Church of South India: You Talk the Talk, but can you Walk the Talk?

By Dr. Joseph Muthuraj
October 23, 2017

When the Rt. Rev. Thomas Oommen, the Bishop of Central Kerala Diocese, was elected on 15 January 2017 as the Moderator of the Church of South India (CSI), he openly declared in his inaugural speech, 'The boundaries of the denominations of the Christian Church must become thinner in order to proclaim Jesus in practice.' This gives a wrong impression that the Church of South India is currently troubled over its erstwhile denominational boundaries. What is united about the united church in south India?

The CSI knows the price paid for union. It was expelled from the Anglican Communion at the Lambeth Conference of 1948 for taking the decision to unite with the non-episcopal traditions who for them were non-conformists. To test whether the union was a fake or formed by fluke, we were given a 30-year interim period to see if we kept the unity, unimpaired built around the episcopal model of ministry. Here also the CSI remained faithful to convince the Anglican family that we had strength and resolve to remain united without becoming home-sick to return to the past divisions. Now forty more years have passed, and CSI remains a comprehensive church, committing itself to the two Testaments, the three-fold ministry and to the observance of Liturgy and Sacraments.

There is something odd about Moderator the Most Rev. T. K. Oommen because he does not quite put his finger on the problem CSI is facing. Divisions between the constituent churches of the Church of South India are considered now a non-issue though churches in several regions in south India are still seen to be preserving the heritage of their parent denominations. It was part of the union philosophy that the positive ideals of each tradition were not extinguished but rather enlivened and conjoined with one another.

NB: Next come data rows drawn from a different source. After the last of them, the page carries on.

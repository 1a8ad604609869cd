use std::sync::Arc;

use async_trait::async_trait;
use rust_decimal::Decimal;
use tokio::sync::{OwnedRwLockWriteGuard, RwLock};

use crate::{
    ItemId, OrderId, OrderItemRecord, OrderRecord, Result, StatusLogRecord, StoreError,
    store::{ListQuery, OrderStore, OrderTx, Page, StatsQuery, StatsRecord},
};

/// All rows held by the in-memory store.
#[derive(Debug, Clone, Default)]
struct Dataset {
    orders: Vec<OrderRecord>,
    items: Vec<OrderItemRecord>,
    logs: Vec<StatusLogRecord>,
}

impl Dataset {
    fn items_of(&self, id: OrderId) -> Vec<OrderItemRecord> {
        let mut items: Vec<_> = self
            .items
            .iter()
            .filter(|i| i.order_id == id)
            .cloned()
            .collect();
        items.sort_by(|a, b| {
            a.created_at
                .cmp(&b.created_at)
                .then(a.id.as_uuid().cmp(&b.id.as_uuid()))
        });
        items
    }

    fn logs_of(&self, id: OrderId) -> Vec<StatusLogRecord> {
        let mut logs: Vec<_> = self
            .logs
            .iter()
            .filter(|l| l.order_id == id)
            .cloned()
            .collect();
        logs.sort_by(|a, b| {
            a.created_at
                .cmp(&b.created_at)
                .then(a.id.as_uuid().cmp(&b.id.as_uuid()))
        });
        logs
    }
}

/// In-memory order store implementation for testing.
///
/// Stores all rows in memory and provides the same interface and the same
/// observable transaction semantics as the PostgreSQL implementation:
/// writers are serialized, duplicate order numbers are rejected, and a
/// transaction dropped without commit leaves the store untouched.
#[derive(Clone, Default)]
pub struct InMemoryOrderStore {
    data: Arc<RwLock<Dataset>>,
}

impl InMemoryOrderStore {
    /// Creates a new empty in-memory order store.
    pub fn new() -> Self {
        Self::default()
    }

    /// Returns the total number of orders stored.
    pub async fn order_count(&self) -> usize {
        self.data.read().await.orders.len()
    }

    /// Clears all orders, items, and logs.
    pub async fn clear(&self) {
        let mut data = self.data.write().await;
        *data = Dataset::default();
    }
}

#[async_trait]
impl OrderStore for InMemoryOrderStore {
    type Tx = InMemoryOrderTx;

    async fn begin(&self) -> Result<Self::Tx> {
        let guard = self.data.clone().write_owned().await;
        let working = (*guard).clone();
        Ok(InMemoryOrderTx { guard, working })
    }

    async fn fetch_order(&self, id: OrderId) -> Result<Option<OrderRecord>> {
        let data = self.data.read().await;
        Ok(data.orders.iter().find(|o| o.id == id).cloned())
    }

    async fn fetch_items(&self, id: OrderId) -> Result<Vec<OrderItemRecord>> {
        let data = self.data.read().await;
        Ok(data.items_of(id))
    }

    async fn fetch_items_for_orders(&self, ids: &[OrderId]) -> Result<Vec<OrderItemRecord>> {
        let data = self.data.read().await;
        let mut items: Vec<_> = data
            .items
            .iter()
            .filter(|i| ids.contains(&i.order_id))
            .cloned()
            .collect();
        items.sort_by(|a, b| {
            a.created_at
                .cmp(&b.created_at)
                .then(a.id.as_uuid().cmp(&b.id.as_uuid()))
        });
        Ok(items)
    }

    async fn fetch_logs(&self, id: OrderId) -> Result<Vec<StatusLogRecord>> {
        let data = self.data.read().await;
        Ok(data.logs_of(id))
    }

    async fn fetch_logs_for_orders(&self, ids: &[OrderId]) -> Result<Vec<StatusLogRecord>> {
        let data = self.data.read().await;
        let mut logs: Vec<_> = data
            .logs
            .iter()
            .filter(|l| ids.contains(&l.order_id))
            .cloned()
            .collect();
        logs.sort_by(|a, b| {
            a.created_at
                .cmp(&b.created_at)
                .then(a.id.as_uuid().cmp(&b.id.as_uuid()))
        });
        Ok(logs)
    }

    async fn list_orders(&self, query: ListQuery) -> Result<Page<OrderRecord>> {
        let data = self.data.read().await;
        let term = query.search.as_ref().map(|t| t.to_lowercase());

        let mut matches: Vec<_> = data
            .orders
            .iter()
            .filter(|o| match &term {
                Some(t) => {
                    o.order_number.to_lowercase().contains(t)
                        || o.customer_email.to_lowercase().contains(t)
                }
                None => true,
            })
            .cloned()
            .collect();

        // Newest first, with a stable tie-break.
        matches.sort_by(|a, b| {
            b.created_at
                .cmp(&a.created_at)
                .then(a.id.as_uuid().cmp(&b.id.as_uuid()))
        });

        let total = matches.len() as u64;
        let items: Vec<_> = matches
            .into_iter()
            .skip(query.offset() as usize)
            .take(query.per_page as usize)
            .collect();

        Ok(Page::new(items, query.page, query.per_page, total))
    }

    async fn stats(&self, query: StatsQuery) -> Result<StatsRecord> {
        let data = self.data.read().await;

        let total_orders = data.orders.len() as i64;
        let pending_orders = data
            .orders
            .iter()
            .filter(|o| o.status == query.pending_status)
            .count() as i64;
        let revenue: Decimal = data
            .orders
            .iter()
            .filter(|o| query.revenue_statuses.contains(&o.status))
            .map(|o| o.total_amount)
            .sum();
        let orders_today = data
            .orders
            .iter()
            .filter(|o| o.created_at >= query.day_start && o.created_at < query.day_end)
            .count() as i64;

        Ok(StatsRecord {
            total_orders,
            pending_orders,
            revenue,
            orders_today,
        })
    }
}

The dream was unfulfilled, of course, in that the CSI was not able to extend its organic union to the Lutherans in India, nor later to the Church of North India, to become a Church of India (Bharat Church) as envisaged by the early visionaries of the united church. This is the story of the past, and no one from either side of India is keen now towards a church united organisationally at the national level. Thomas Oommen clearly had this out-dated issue in mind in his first address. Yet, he said, '... we join hands with our partner churches in mission and move towards a BORDERLESS CHURCH ... May God Almighty help us to thrive for better unity by self-emptying our identity for the sake of the church; maybe for a Church of India' (CSI Life, February 2017, p. 4).

The union of 1947 exemplifies the borderless church, no doubt. But how can we be forward-looking instead of backward glancing to find meaning and fulfilment for the phrase 'borderless church'? The phrase 'Borderless Church' is the most valuable currency that floats before the eyes of the Synod hierarchy these days; it is looking for new ways to drum up support for it. Following the Moderator, the General Secretary of the CSI Synod has begun to act as an advocate of a 'borderless church' with fingers pointing to the organic unity achieved in 1947. In his own words, '... borderless-ness goes back to the time when different ecclesial traditions re-drew their borders together to form, very consciously, a united and uniting church ... They indeed looked intently on the form of their faith, spiritual expressions, ... and how they organised themselves as congregations and churches' (CSI Life, September 2017, p. 3). The General Secretary ends his remark poetically by stating that the many-ness turned into the powerful expression of one-ness. We have heard this rhetoric before so many times.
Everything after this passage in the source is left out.